Feature in Issue 7-4 | Winter 1995

An Anglo-Russian collaboration in physical theatre is currently taking shape in London. Journalist Jeremy Atiyah investigates.

Since the meeting of Terramobile and Perpetual Motion Theatre, St Petersburg and London have never been closer. Collaboration in physical theatre between these two companies dates back to Em Slater's first trip to Russia in 1990. Em, with colleague Laura McCormack, co-directs Perpetual Motion Theatre.

‘Considering the Cold War, Russian theatre was amazingly important for us,’ she explains. ‘The three people we studied were Shakespeare, Chekhov and Stanislavski. Two of them happened to be Russian.’ Other things attracted Em too: Meyerhold's bio-mechanics, as well as Agit-propoganda theatre. ‘But to tell you the truth it wasn't only theatre.
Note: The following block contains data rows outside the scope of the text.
//! # Backoff policy for retried requests.
//!
//! The delay before retry `n` (0-indexed) is `first × factor^n`, clamped to
//! `max`. Each delay is derived from the attempt number alone, so the
//! sequence never shrinks.
//!
//! ```rust
//! use std::time::Duration;
//! use attendance_automator::http::BackoffPolicy;
//!
//! let backoff = BackoffPolicy {
//!     first: Duration::from_secs(1),
//!     max: Duration::from_secs(10),
//!     factor: 2.0,
//! };
//!
//! assert_eq!(backoff.next(0), Duration::from_secs(1));
//! assert_eq!(backoff.next(3), Duration::from_secs(8));
//! assert_eq!(backoff.next(4), Duration::from_secs(10));
//! ```

use std::time::Duration;

#[derive(Clone, Copy, Debug, PartialEq)]
pub struct BackoffPolicy {
    /// Delay before the first retry.
    pub first: Duration,
    /// Upper bound for any single delay.
    pub max: Duration,
    /// Multiplicative growth factor (`>= 1.0`).
    pub factor: f64,
}

impl Default for BackoffPolicy {
    /// 1s doubling up to 10s.
    fn default() -> Self {
        Self {
            first: Duration::from_secs(1),
            max: Duration::from_secs(10),
            factor: 2.0,
        }
    }
}

impl BackoffPolicy {
    /// Delay for the given retry number (0-indexed).
    pub fn next(&self, attempt: u32) -> Duration {
        let max_secs = self.max.as_secs_f64();
        let clamped_exp = attempt.min(i32::MAX as u32) as i32;
        let unclamped_secs = self.first.as_secs_f64() * self.factor.powi(clamped_exp);

        if !unclamped_secs.is_finite() || unclamped_secs < 0.0 || unclamped_secs > max_secs {
            self.max
        } else {
            Duration::from_secs_f64(unclamped_secs)
        }
    }
}
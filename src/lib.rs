//! attendance-automator library root.
//! Exposes the CLI parser, the high-level run() function and the engine modules.

pub mod auth;
pub mod cli;
pub mod config;
pub mod core;
pub mod errors;
pub mod http;
pub mod logging;
pub mod models;
pub mod store;
pub mod ui;
pub mod utils;

use crate::cli::parser::{Cli, Commands};
use crate::config::Config;
use crate::core::{Clock, FixedClock, SystemClock};
use crate::errors::{AppResult, EXIT_OK, EXIT_USAGE};
use clap::Parser;
use std::path::{Path, PathBuf};
use tracing::error;

/// Central command dispatcher
pub fn dispatch(cli: &Cli, cfg: &Config, config_path: &Path) -> AppResult<()> {
    let system_clock = SystemClock::from_zone_name(cfg.timezone.as_deref());
    let pinned = cli.at.map(FixedClock);
    let clock: &dyn Clock = match &pinned {
        Some(fixed) => fixed,
        None => &system_clock,
    };

    let command = cli.command.clone().unwrap_or(Commands::Run);
    match &command {
        Commands::Run
        | Commands::Checkin
        | Commands::Checkout
        | Commands::Lock
        | Commands::Unlock => cli::commands::action::handle(&command, cfg, clock).map(|_| ()),
        Commands::Status => cli::commands::status::handle(cfg, clock),
        Commands::Init { force } => cli::commands::init::handle(config_path, cfg, *force),
        Commands::Config { .. } => cli::commands::config::handle(&command, cfg, config_path),
    }
}

/// Load the config file, then let environment and CLI flags override it.
pub fn resolve_config(cli: &Cli) -> AppResult<(Config, PathBuf)> {
    let path = cli
        .config
        .as_deref()
        .map(utils::path::expand_tilde)
        .unwrap_or_else(Config::config_file);

    let mut cfg = Config::load(&path)?;
    if let Some(dir) = &cli.state_dir {
        cfg.state_dir = dir.clone();
    }
    if let Some(tz) = &cli.tz {
        cfg.timezone = Some(tz.clone());
    }
    if cli.dry_run {
        cfg.dry_run = true;
    }
    Ok((cfg, path))
}

/// Entry point used by main.rs; returns the process exit code.
pub fn run() -> u8 {
    // 1️⃣ parse CLI (help/version exit 0, bad arguments exit 1)
    let cli = match Cli::try_parse() {
        Ok(cli) => cli,
        Err(e) => {
            let _ = e.print();
            return if e.use_stderr() { EXIT_USAGE } else { EXIT_OK };
        }
    };

    // 2️⃣ load config once
    let (cfg, path) = match resolve_config(&cli) {
        Ok(v) => v,
        Err(e) => {
            ui::messages::error(&e);
            return e.exit_code();
        }
    };

    // 3️⃣ logging, configured before any component runs
    if let Err(e) = logging::init(cfg.log_path().as_deref(), cli.verbose) {
        ui::messages::error(&e);
    }

    // 4️⃣ dispatch
    match dispatch(&cli, &cfg, &path) {
        Ok(()) => EXIT_OK,
        Err(e) => {
            error!(error = %e, "Unhandled error");
            e.exit_code()
        }
    }
}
I also wanted to see Russia.’

And originally it was not a question of looking for a collaborative partner, but of finding companies to invite to a festival of Russian theatre in London, the Hard Currency Festival of 1991. One of the companies she invited was Terramobile.

‘Russians in high places warned me about them, because they had long hair. When I first saw them they were doing a production version of Gogol's The Coat with break-dancing and words. It was so beautiful. They could hit the fine line between stuff that nobody could relate to, and stuff that was still very spiritual.’

During his subsequent stay in London, Terramobile's director Vadim Mikheenko also had the chance to watch Perpetual Motion in action. He immediately suggested a collaborative project. ‘They gave me a magical feeling,’ he explains. ‘What I liked was that I understood everything they said, even though I didn't speak a word of English. It was literally cross-border theatre.’

We needed to fuse their tenderness and sensitivity with our energy

It was not that Vadim and his actors were desperate to come to England: in fact they had already worked in several other West European countries. ‘You English are supposed to be snobs,’ chuckles Vadim. ‘But Em taught me otherwise. It's just that you have so much history and culture that foreigners feel excluded.’

A lot of mutually appreciative feelings then. But not until this year did anything concrete emerge. Then Perpetual Motion made it to St Petersburg and work on a joint project, Kiosk Man, finally began, with Vadim as overall director.

Everyone admits that initially there were difficulties, particularly in Vadim's leadership style. Vadim acknowledges this: ‘We needed to fuse their tenderness and sensitivity with our energy. It took me a while to see that.’

‘It was much more authoritarian than we were used to,’ elaborates Em. ‘His actors worshipped him – our actors didn't even know him. It led to a big blow-up at the end of the first fortnight and Vadim stormed off. That focused our minds. Since then everybody began compromising. And in fact we've all learned a lot from Terramobile: unlike most of us, Vadim comes from a tradition where directing is actually studied as an art. The same goes for the actors who are technically ahead of us.’

Currently rehearsing Kiosk Man in London for the Hard Currency '95 Festival, the parties have nothing but praise for each other. Even the practical arrangements are working out: both companies agreed to feed and house the other on their respective visits to each other's city, and nobody seems disposed to fret over the shortage of money. The personal chemistry between Em and Vadim is undoubtedly an important factor.

The future? ‘For Hard Currency '95 we've invited all the funding bodies and Arts Council people,’ says Em. ‘If we get the funding we'll travel together, maybe in Europe.’

Kiosk Man is going on forever,’ agrees Vadim. ‘It will evolve over time, as we find different audiences. But we are going on.’